### The data

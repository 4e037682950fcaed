//! Runtime configuration.
//!
//! Configuration can be loaded from:
//! 1. TOML file (`.taskchain.toml`)
//! 2. Environment variables (with `TASKCHAIN_` prefix)
//!
//! Environment variables override TOML configuration.
//!
//! # Example TOML Configuration
//!
//! ```toml
//! [pipeline]
//! work_name = "image_manipulation_work"
//! output_tag = "output"
//! output_dir = "blur_filter_outputs"
//! saved_dir = "saved_images"
//! blur_sigma = 2.0
//!
//! [scheduler]
//! max_concurrent_runs = 4
//! retain_terminal = true
//!
//! [logging]
//! level = "info"
//! pretty = false
//! ```

use std::path::{Path, PathBuf};

use serde::{Deserialize, Serialize};

use crate::constants::{
    IMAGE_MANIPULATION_WORK_NAME, OUTPUT_PATH, OUTPUT_SUFFIX, SAVED_IMAGE_TITLE, TAG_OUTPUT,
};
use crate::error::{Error, Result};

/// Default configuration file name, looked up in the working directory.
pub const CONFIG_FILE: &str = ".taskchain.toml";

/// Top-level configuration.
#[derive(Debug, Clone, Default, PartialEq, Serialize, Deserialize)]
#[serde(default)]
pub struct TaskchainConfig {
    /// Blur pipeline settings.
    pub pipeline: PipelineSettings,
    /// Scheduler settings.
    pub scheduler: SchedulerSettings,
    /// Logging settings.
    pub logging: LoggingConfig,
}

/// Settings for the blur pipeline and its filesystem stages.
#[derive(Debug, Clone, PartialEq, Serialize, Deserialize)]
#[serde(default)]
pub struct PipelineSettings {
    /// Unique work name the pipeline is submitted under.
    pub work_name: String,
    /// Tag carried by the persist stage.
    pub output_tag: String,
    /// Directory holding intermediate artifacts; pruned by cleanup.
    pub output_dir: PathBuf,
    /// Directory receiving published images.
    pub saved_dir: PathBuf,
    /// Suffix of files cleanup removes.
    pub artifact_suffix: String,
    /// Gaussian sigma applied per blur stage.
    pub blur_sigma: f32,
    /// Title prefix of published images.
    pub saved_title: String,
}

impl Default for PipelineSettings {
    fn default() -> Self {
        Self {
            work_name: IMAGE_MANIPULATION_WORK_NAME.to_string(),
            output_tag: TAG_OUTPUT.to_string(),
            output_dir: PathBuf::from(OUTPUT_PATH),
            saved_dir: PathBuf::from("saved_images"),
            artifact_suffix: OUTPUT_SUFFIX.to_string(),
            blur_sigma: 2.0,
            saved_title: SAVED_IMAGE_TITLE.to_string(),
        }
    }
}

impl PipelineSettings {
    /// Returns a copy rooted at `base`: relative directories are joined onto it.
    #[must_use]
    pub fn rooted_at(mut self, base: impl AsRef<Path>) -> Self {
        let base = base.as_ref();
        if self.output_dir.is_relative() {
            self.output_dir = base.join(&self.output_dir);
        }
        if self.saved_dir.is_relative() {
            self.saved_dir = base.join(&self.saved_dir);
        }
        self
    }
}

/// Settings for the in-process scheduler.
#[derive(Debug, Clone, PartialEq, Eq, Serialize, Deserialize)]
#[serde(default)]
pub struct SchedulerSettings {
    /// Runs executing at once. Further runs stay `Enqueued`.
    pub max_concurrent_runs: usize,
    /// Keep terminal runs observable until pruned.
    pub retain_terminal: bool,
}

impl Default for SchedulerSettings {
    fn default() -> Self {
        Self {
            max_concurrent_runs: 4,
            retain_terminal: true,
        }
    }
}

/// Log output settings.
#[derive(Debug, Clone, PartialEq, Eq, Serialize, Deserialize)]
#[serde(default)]
pub struct LoggingConfig {
    /// Filter directive used when `RUST_LOG` is unset.
    pub level: String,
    /// Multi-line human-readable output instead of compact lines.
    pub pretty: bool,
}

impl Default for LoggingConfig {
    fn default() -> Self {
        Self {
            level: "info".to_string(),
            pretty: false,
        }
    }
}

impl TaskchainConfig {
    /// Load configuration from file and environment.
    ///
    /// Priority (highest to lowest):
    /// 1. Environment variables
    /// 2. `.taskchain.toml` in the working directory
    /// 3. Default values
    ///
    /// # Errors
    ///
    /// Returns [`Error::Config`] if the file exists but cannot be parsed.
    pub fn load() -> Result<Self> {
        let mut config = if let Ok(contents) = std::fs::read_to_string(CONFIG_FILE) {
            Self::from_toml(&contents)?
        } else {
            Self::default()
        };
        config.apply_env_overrides();
        Ok(config)
    }

    /// Load configuration from a specific file path, then apply environment
    /// overrides.
    ///
    /// # Errors
    ///
    /// Returns [`Error::Config`] if the file cannot be read or parsed.
    pub fn from_file<P: AsRef<Path>>(path: P) -> Result<Self> {
        let path = path.as_ref();
        let contents = std::fs::read_to_string(path)
            .map_err(|e| Error::config(format!("{}: {e}", path.display())))?;
        let mut config = Self::from_toml(&contents)?;
        config.apply_env_overrides();
        Ok(config)
    }

    /// Parse configuration from TOML content. Missing sections take defaults.
    ///
    /// # Errors
    ///
    /// Returns [`Error::Config`] on malformed TOML.
    ///
    /// # Examples
    ///
    /// ```
    /// use taskchain::TaskchainConfig;
    ///
    /// let config = TaskchainConfig::from_toml("[scheduler]\nmax_concurrent_runs = 1\n").unwrap();
    /// assert_eq!(config.scheduler.max_concurrent_runs, 1);
    /// assert_eq!(config.pipeline.output_tag, "output");
    /// ```
    pub fn from_toml(content: &str) -> Result<Self> {
        toml::from_str(content).map_err(|e| Error::config(e.to_string()))
    }

    /// Apply `TASKCHAIN_*` environment variable overrides. Unparseable values
    /// are ignored.
    pub fn apply_env_overrides(&mut self) {
        self.apply_overrides(|key| std::env::var(key).ok());
    }

    fn apply_overrides(&mut self, lookup: impl Fn(&str) -> Option<String>) {
        if let Some(v) = lookup("TASKCHAIN_WORK_NAME") {
            self.pipeline.work_name = v;
        }
        if let Some(v) = lookup("TASKCHAIN_OUTPUT_TAG") {
            self.pipeline.output_tag = v;
        }
        if let Some(v) = lookup("TASKCHAIN_OUTPUT_DIR") {
            self.pipeline.output_dir = PathBuf::from(v);
        }
        if let Some(v) = lookup("TASKCHAIN_SAVED_DIR") {
            self.pipeline.saved_dir = PathBuf::from(v);
        }
        if let Some(v) = lookup("TASKCHAIN_BLUR_SIGMA").and_then(|v| v.parse().ok()) {
            self.pipeline.blur_sigma = v;
        }

        if let Some(v) = lookup("TASKCHAIN_MAX_CONCURRENT_RUNS").and_then(|v| v.parse().ok()) {
            self.scheduler.max_concurrent_runs = v;
        }
        if let Some(v) = lookup("TASKCHAIN_RETAIN_TERMINAL").and_then(|v| v.parse().ok()) {
            self.scheduler.retain_terminal = v;
        }

        if let Some(v) = lookup("TASKCHAIN_LOG_LEVEL") {
            self.logging.level = v;
        }
        if let Some(v) = lookup("TASKCHAIN_LOG_PRETTY").and_then(|v| v.parse().ok()) {
            self.logging.pretty = v;
        }
    }
}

######

Whenever a line above includes the string "SchedulerSettings", copy it.

    pub scheduler: SchedulerSettings,
pub struct SchedulerSettings {
impl Default for SchedulerSettings {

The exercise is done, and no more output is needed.